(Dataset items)
*-*-*

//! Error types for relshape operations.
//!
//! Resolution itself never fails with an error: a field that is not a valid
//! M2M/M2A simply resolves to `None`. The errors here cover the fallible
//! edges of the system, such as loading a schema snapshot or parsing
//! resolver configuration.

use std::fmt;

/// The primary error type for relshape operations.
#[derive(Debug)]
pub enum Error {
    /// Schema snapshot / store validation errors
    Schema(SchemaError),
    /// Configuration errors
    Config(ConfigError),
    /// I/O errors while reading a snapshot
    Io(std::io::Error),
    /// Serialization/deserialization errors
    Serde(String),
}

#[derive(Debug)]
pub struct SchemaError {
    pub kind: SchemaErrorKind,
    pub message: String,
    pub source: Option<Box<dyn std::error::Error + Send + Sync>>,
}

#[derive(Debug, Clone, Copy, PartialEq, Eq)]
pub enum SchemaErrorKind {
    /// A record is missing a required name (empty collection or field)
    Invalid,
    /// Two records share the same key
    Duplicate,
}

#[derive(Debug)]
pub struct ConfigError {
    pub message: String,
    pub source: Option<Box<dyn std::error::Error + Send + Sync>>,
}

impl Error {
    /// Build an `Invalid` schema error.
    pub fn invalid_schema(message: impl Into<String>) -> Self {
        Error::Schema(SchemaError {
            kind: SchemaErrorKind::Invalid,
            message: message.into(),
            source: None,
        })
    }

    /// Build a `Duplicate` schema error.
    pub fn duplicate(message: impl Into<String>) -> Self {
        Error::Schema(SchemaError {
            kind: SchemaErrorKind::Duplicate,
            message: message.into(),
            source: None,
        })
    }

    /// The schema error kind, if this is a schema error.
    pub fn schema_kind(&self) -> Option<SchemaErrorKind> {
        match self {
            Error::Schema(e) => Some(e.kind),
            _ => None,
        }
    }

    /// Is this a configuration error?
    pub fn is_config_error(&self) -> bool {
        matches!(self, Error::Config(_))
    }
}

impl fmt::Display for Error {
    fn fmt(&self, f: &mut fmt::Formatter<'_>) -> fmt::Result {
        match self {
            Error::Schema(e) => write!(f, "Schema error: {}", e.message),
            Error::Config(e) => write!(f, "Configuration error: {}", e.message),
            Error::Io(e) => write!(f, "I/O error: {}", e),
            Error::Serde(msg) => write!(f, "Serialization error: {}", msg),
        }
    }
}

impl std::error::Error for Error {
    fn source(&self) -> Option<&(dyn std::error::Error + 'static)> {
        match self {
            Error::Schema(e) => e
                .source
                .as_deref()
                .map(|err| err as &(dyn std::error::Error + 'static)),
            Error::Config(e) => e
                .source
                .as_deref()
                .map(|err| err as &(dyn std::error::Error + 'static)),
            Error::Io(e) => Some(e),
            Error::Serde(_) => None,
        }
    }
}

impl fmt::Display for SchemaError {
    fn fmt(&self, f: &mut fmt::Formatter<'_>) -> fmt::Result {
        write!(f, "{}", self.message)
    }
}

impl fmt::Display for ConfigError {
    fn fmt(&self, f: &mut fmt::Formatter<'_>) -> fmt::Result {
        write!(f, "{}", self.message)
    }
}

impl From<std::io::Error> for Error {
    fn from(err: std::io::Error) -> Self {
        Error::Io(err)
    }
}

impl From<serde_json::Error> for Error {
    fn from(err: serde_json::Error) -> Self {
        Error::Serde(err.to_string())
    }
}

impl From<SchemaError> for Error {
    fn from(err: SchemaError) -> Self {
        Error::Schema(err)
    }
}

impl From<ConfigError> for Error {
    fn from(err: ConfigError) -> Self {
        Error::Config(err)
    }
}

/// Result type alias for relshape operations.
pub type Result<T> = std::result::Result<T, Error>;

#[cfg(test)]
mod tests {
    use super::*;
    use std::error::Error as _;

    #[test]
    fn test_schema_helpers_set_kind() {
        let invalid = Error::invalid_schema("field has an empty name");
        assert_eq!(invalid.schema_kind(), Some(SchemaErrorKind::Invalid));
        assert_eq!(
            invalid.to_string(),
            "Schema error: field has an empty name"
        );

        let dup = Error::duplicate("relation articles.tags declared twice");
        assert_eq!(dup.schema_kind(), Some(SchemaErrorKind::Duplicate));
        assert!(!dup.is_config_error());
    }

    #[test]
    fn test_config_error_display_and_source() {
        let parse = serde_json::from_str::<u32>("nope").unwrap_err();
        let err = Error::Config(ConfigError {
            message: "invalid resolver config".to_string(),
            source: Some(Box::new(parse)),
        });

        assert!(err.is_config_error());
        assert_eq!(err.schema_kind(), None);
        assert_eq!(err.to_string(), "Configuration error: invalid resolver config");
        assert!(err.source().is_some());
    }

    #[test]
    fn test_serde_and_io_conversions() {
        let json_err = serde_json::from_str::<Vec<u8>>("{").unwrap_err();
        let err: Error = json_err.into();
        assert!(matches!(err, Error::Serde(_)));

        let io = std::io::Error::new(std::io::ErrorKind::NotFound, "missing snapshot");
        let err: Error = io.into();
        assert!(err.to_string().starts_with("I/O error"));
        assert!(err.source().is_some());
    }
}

*-*-*

Exercise goal
Among the lines of the records, copy out each one that contains the word "Option".

Output of the task
    pub source: Option<Box<dyn std::error::Error + Send + Sync>>,
    pub source: Option<Box<dyn std::error::Error + Send + Sync>>,
    pub fn schema_kind(&self) -> Option<SchemaErrorKind> {
    fn source(&self) -> Option<&(dyn std::error::Error + 'static)> {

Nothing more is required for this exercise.